[Work to complete]: Below are records; count the lines that hold the string "cells" and give only the count.

++++ Material to process

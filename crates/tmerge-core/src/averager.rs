//! Per-key averaging of time-stamped readings

use crate::error::Result;
use crate::table::{CellValue, Row, TidyTable};
use std::collections::BTreeMap;
use tracing::debug;

#[derive(Debug, Default, Clone, Copy)]
struct Mean {
    sum: f64,
    count: usize,
}

impl Mean {
    fn push(&mut self, value: f64) {
        self.sum += value;
        self.count += 1;
    }

    fn value(&self) -> CellValue {
        if self.count == 0 {
            CellValue::Empty
        } else {
            CellValue::Float(self.sum / self.count as f64)
        }
    }
}

/// Group rows by exact text of `group_key` and average `value_columns`.
///
/// Groups come out in ascending key order. Rows with a blank key are
/// dropped. Entries that do not read as numbers are left out of their
/// column's mean; a column with no numeric entry in a group yields a
/// blank cell. Output columns are the key followed by `value_columns`.
pub fn average<S: AsRef<str>>(table: &TidyTable, group_key: &str, value_columns: &[S]) -> Result<TidyTable> {
    let key_index = table.column_index(group_key)?;
    let value_indices: Vec<usize> = value_columns
        .iter()
        .map(|name| table.column_index(name.as_ref()))
        .collect::<Result<_>>()?;

    let mut groups: BTreeMap<String, Vec<Mean>> = BTreeMap::new();

    for row in &table.rows {
        let key = match row.get(key_index) {
            Some(cell) if !cell.is_empty() => cell.to_string_value(),
            _ => continue,
        };

        let means = groups
            .entry(key)
            .or_insert_with(|| vec![Mean::default(); value_indices.len()]);

        for (mean, &index) in means.iter_mut().zip(&value_indices) {
            if let Some(value) = row.get(index).and_then(CellValue::as_f64) {
                mean.push(value);
            }
        }
    }

    let mut names: Vec<&str> = vec![group_key];
    names.extend(value_columns.iter().map(|name| name.as_ref()));
    let mut averaged = TidyTable::with_columns(table.source.clone(), &names);

    for (key, means) in groups {
        let mut cells = vec![CellValue::Text(key)];
        cells.extend(means.iter().map(Mean::value));
        averaged.rows.push(Row::new(cells));
    }

    debug!(
        source = %table.source,
        input_rows = table.row_count(),
        groups = averaged.row_count(),
        "averaged readings"
    );

    Ok(averaged)
}
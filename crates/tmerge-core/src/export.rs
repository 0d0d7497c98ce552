//! Serialization of a finished output template

use crate::error::{Error, Result};
use crate::template::OutputTemplate;
use crate::table::CellValue;
use serde::{Deserialize, Serialize};
use std::fs::File;
use std::io::{BufWriter, Write};
use std::path::Path;

/// How the template is written out
#[derive(Debug, Clone, Default, PartialEq, Eq, Serialize, Deserialize)]
pub struct ExportOptions {
    /// Number of columns left off the right-hand end of the schema
    #[serde(default)]
    pub drop_trailing_columns: usize,
}

/// Column names plus rows as arrays of cells, for the JSON export format
#[derive(Debug, Serialize)]
struct JsonExport<'a> {
    columns: &'a [String],
    rows: Vec<&'a [CellValue]>,
}

fn kept_width(template: &OutputTemplate, options: &ExportOptions) -> usize {
    template
        .schema()
        .width()
        .saturating_sub(options.drop_trailing_columns)
}

/// Write the template as delimited text: header row, then every row
pub fn write_csv<W: Write>(template: &OutputTemplate, writer: W, options: &ExportOptions) -> Result<()> {
    let width = kept_width(template, options);
    let mut csv_writer = csv::Writer::from_writer(writer);
    let csv_err = |e: csv::Error| Error::Csv {
        name: "output".to_string(),
        source: e,
    };

    csv_writer
        .write_record(&template.schema().columns()[..width])
        .map_err(csv_err)?;

    for row in template.rows() {
        csv_writer
            .write_record(row[..width].iter().map(CellValue::to_string_value))
            .map_err(csv_err)?;
    }

    csv_writer.flush()?;
    Ok(())
}

/// Write the template as CSV to a file
pub fn save_csv<P: AsRef<Path>>(template: &OutputTemplate, path: P, options: &ExportOptions) -> Result<()> {
    let file = File::create(path.as_ref())?;
    write_csv(template, BufWriter::new(file), options)
}

/// Render the template as pretty JSON
pub fn to_json(template: &OutputTemplate, options: &ExportOptions) -> Result<String> {
    let width = kept_width(template, options);
    let export = JsonExport {
        columns: &template.schema().columns()[..width],
        rows: template.rows().iter().map(|r| &r[..width]).collect(),
    };
    Ok(serde_json::to_string_pretty(&export)?)
}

++++++++

[Exercise output]: 4